## Required work
Write out each line of the records that has "crate" in it.

## Saved entries

———

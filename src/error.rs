use crate::{dof::Side, geometry::FaceType, shape::ReferenceShape, Codim, Dim, NodeIdx};

pub type Result<T, E = GeometryError> = std::result::Result<T, E>;

/// Coarse classification of a [`GeometryError`].
#[derive(Debug, Clone, Copy, PartialEq, Eq, Hash)]
pub enum ErrorKind {
  /// Malformed input, detected while constructing a geometric entity.
  Configuration,
  /// An index outside of the valid range of a query.
  Range,
  /// A degenerate or inverted cell.
  Numerical,
}

#[derive(Debug, Clone, PartialEq, thiserror::Error)]
pub enum GeometryError {
  #[error("{shape} requires {expected} vertices, but {found} were given")]
  WrongVertexCount {
    shape: ReferenceShape,
    expected: usize,
    found: usize,
  },
  #[error("there is no reference shape of dimension {dim} with {nvertices} vertices")]
  UnknownShape { dim: Dim, nvertices: usize },
  #[error("node {node} is not contained in the coordinate store of {nnodes} nodes")]
  NodeOutOfRange { node: NodeIdx, nnodes: usize },
  #[error("node {node} appears more than once in element {nodes:?}")]
  DuplicateNode { node: NodeIdx, nodes: Vec<NodeIdx> },
  #[error("{shape} needs coordinates of dimension at least {required}, but the store has dimension {found}")]
  CoordinateDimension {
    shape: ReferenceShape,
    required: Dim,
    found: Dim,
  },
  #[error("orderings {first:?} and {second:?} of a {shape} are not permutations of each other")]
  NotAPermutation {
    shape: ReferenceShape,
    first: Vec<usize>,
    second: Vec<usize>,
  },
  #[error("{shape} has no self-mapping taking {first:?} to {second:?}")]
  NoSelfMapping {
    shape: ReferenceShape,
    first: Vec<usize>,
    second: Vec<usize>,
  },
  #[error("face type {face_type:?} is inconsistent with a right element being present: {has_right}")]
  FaceTypeMismatch { face_type: FaceType, has_right: bool },
  #[error("left face is a {left} but right face is a {right}")]
  FaceShapeMismatch {
    left: ReferenceShape,
    right: ReferenceShape,
  },
  #[error("cannot match face nodes {left:?} and {right:?}: {reason}")]
  FaceMatching {
    left: Vec<NodeIdx>,
    right: Vec<NodeIdx>,
    reason: String,
  },
  #[error("no single periodic direction for face nodes {left:?} and {right:?} (candidates {candidates:?})")]
  PeriodicDirection {
    left: Vec<NodeIdx>,
    right: Vec<NodeIdx>,
    candidates: Vec<usize>,
  },
  #[error("face with nodes {nodes:?} is shared by {count} elements")]
  NonManifoldFace { nodes: Vec<NodeIdx>, count: usize },
  #[error("local face {local_face} of element {element} cannot be coupled to itself")]
  SelfCoupledFace { element: usize, local_face: usize },
  #[error("elements {left} and {right} do not share a coordinate store")]
  ForeignCoordinates { left: usize, right: usize },

  #[error("{shape} has no sub-entities of codimension {codim}")]
  InvalidCodim { shape: ReferenceShape, codim: Codim },
  #[error("{shape} has {count} sub-entities of codimension {codim}, index {index} is out of range")]
  SubEntityOutOfRange {
    shape: ReferenceShape,
    codim: Codim,
    index: usize,
    count: usize,
  },
  #[error("{shape} has {count} self-mappings, index {index} is out of range")]
  SelfMappingOutOfRange {
    shape: ReferenceShape,
    index: usize,
    count: usize,
  },
  #[error("{what} index {index} is out of range for the {side} side (bound {bound})")]
  DofOutOfRange {
    what: &'static str,
    side: Side,
    index: usize,
    bound: usize,
  },
  #[error("boundary face has no right element")]
  NoRightElement,
  #[error("block ({row_side}, {col_side}) must be {expected_rows}x{expected_cols}, got {rows}x{cols}")]
  BlockShapeMismatch {
    row_side: Side,
    col_side: Side,
    expected_rows: usize,
    expected_cols: usize,
    rows: usize,
    cols: usize,
  },
  #[error("{what} {index} is out of range ({count} available)")]
  IndexOutOfRange {
    what: &'static str,
    index: usize,
    count: usize,
  },
  #[error("point has dimension {found}, expected {expected}")]
  PointDimension { expected: Dim, found: Dim },

  #[error("invalid jacobian determinant {det} for {shape} with nodes {nodes:?}")]
  InvalidJacobian {
    shape: ReferenceShape,
    nodes: Vec<NodeIdx>,
    det: f64,
  },
  #[error("wedge product needs a D x (D-1) matrix, got {rows}x{cols}")]
  WedgeShape { rows: usize, cols: usize },
  #[error("inverse transform did not converge in {iterations} iterations (residual {residual})")]
  InverseNotConverged { iterations: usize, residual: f64 },
}

impl GeometryError {
  pub fn kind(&self) -> ErrorKind {
    use GeometryError as E;
    match self {
      E::WrongVertexCount { .. }
      | E::UnknownShape { .. }
      | E::NodeOutOfRange { .. }
      | E::DuplicateNode { .. }
      | E::CoordinateDimension { .. }
      | E::NotAPermutation { .. }
      | E::NoSelfMapping { .. }
      | E::FaceTypeMismatch { .. }
      | E::FaceShapeMismatch { .. }
      | E::FaceMatching { .. }
      | E::PeriodicDirection { .. }
      | E::NonManifoldFace { .. }
      | E::SelfCoupledFace { .. }
      | E::ForeignCoordinates { .. } => ErrorKind::Configuration,
      E::InvalidCodim { .. }
      | E::SubEntityOutOfRange { .. }
      | E::SelfMappingOutOfRange { .. }
      | E::DofOutOfRange { .. }
      | E::NoRightElement
      | E::BlockShapeMismatch { .. }
      | E::IndexOutOfRange { .. }
      | E::PointDimension { .. } => ErrorKind::Range,
      E::InvalidJacobian { .. } | E::WedgeShape { .. } | E::InverseNotConverged { .. } => {
        ErrorKind::Numerical
      }
    }
  }
}
use super::{topology, ReferenceShape};
use crate::{
  combinatorics::{Permutation, Sign},
  linalg::{wedge, Matrix, Vector},
  mapping::{AffineMap, SelfMapping},
};

use indexmap::IndexMap;
use once_cell::sync::Lazy;

/// A sub-entity of a reference shape together with its embedding.
#[derive(Debug, Clone, PartialEq)]
pub struct SubEntity {
  shape: ReferenceShape,
  local_indices: Vec<usize>,
  embedding: AffineMap,
}

impl SubEntity {
  pub fn shape(&self) -> ReferenceShape {
    self.shape
  }
  /// Parent-local vertices in the order of the sub-entity's own reference vertices.
  pub fn local_indices(&self) -> &[usize] {
    &self.local_indices
  }
  /// Map from the reference domain of the sub-entity into the reference domain of the parent.
  pub fn embedding(&self) -> &AffineMap {
    &self.embedding
  }
}

pub(super) struct ShapeData {
  pub vertices: Matrix,
  pub center: Vector,
  /// Indexed by `codim - 1`.
  pub subentities: Vec<Vec<SubEntity>>,
  pub self_mappings: IndexMap<Permutation, SelfMapping>,
  pub outward_signs: Vec<Sign>,
}

static CATALOG: Lazy<Vec<ShapeData>> = Lazy::new(|| {
  tracing::debug!("building reference shape catalog");
  ReferenceShape::ALL.map(ShapeData::build).into()
});

pub(super) fn data(shape: ReferenceShape) -> &'static ShapeData {
  &CATALOG[shape as usize]
}

/// Affine map taking the reference vertices of `shape` onto the columns of
/// `targets` selected by `images`.
fn frame_map(shape: ReferenceShape, targets: &Matrix, images: impl Fn(usize) -> usize) -> AffineMap {
  let frame = topology::affine_frame(shape);
  let domain = topology::reference_vertices(shape).select_columns(frame);
  let image_idxs: Vec<_> = frame.iter().map(|&f| images(f)).collect();
  let image = targets.select_columns(&image_idxs);
  AffineMap::from_frames(&domain, &image).expect("reference frames are affinely independent")
}

impl ShapeData {
  fn build(shape: ReferenceShape) -> Self {
    let dim = shape.dim();
    let vertices = topology::reference_vertices(shape);
    let center = topology::reference_center(shape);

    let subentities: Vec<Vec<SubEntity>> = (1..=dim)
      .map(|codim| {
        topology::subentity_vertices(shape, codim)
          .into_iter()
          .map(|local_indices| {
            let sub = ReferenceShape::from_vertex_count(dim - codim, local_indices.len())
              .expect("sub-entity tables only contain known shapes");
            let embedding = frame_map(sub, &vertices, |f| local_indices[f]);
            SubEntity {
              shape: sub,
              local_indices,
              embedding,
            }
          })
          .collect()
      })
      .collect();

    let self_mappings = topology::self_mapping_permutations(shape)
      .into_iter()
      .map(|perm| {
        let map = frame_map(shape, &vertices, |f| perm[f]);
        (perm.clone(), SelfMapping::new(perm, map))
      })
      .collect();

    let outward_signs = subentities
      .first()
      .map(|faces| {
        faces
          .iter()
          .map(|face| outward_sign(face, &center))
          .collect()
      })
      .unwrap_or_default();

    Self {
      vertices,
      center,
      subentities,
      self_mappings,
      outward_signs,
    }
  }
}

/// Sign turning the wedge of the face embedding into the outward normal.
fn outward_sign(face: &SubEntity, center: &Vector) -> Sign {
  let face_center = topology::reference_center(face.shape);
  let direction = face.embedding.apply_forward(face_center.as_view()) - center;
  let normal = wedge(face.embedding.linear()).expect("face embeddings have codimension one");
  Sign::try_from_f64(normal.dot(&direction)).expect("faces do not contain the center")
}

———

## Task answer
use crate::{dof::Side, geometry::FaceType, shape::ReferenceShape, Codim, Dim, NodeIdx};
use crate::{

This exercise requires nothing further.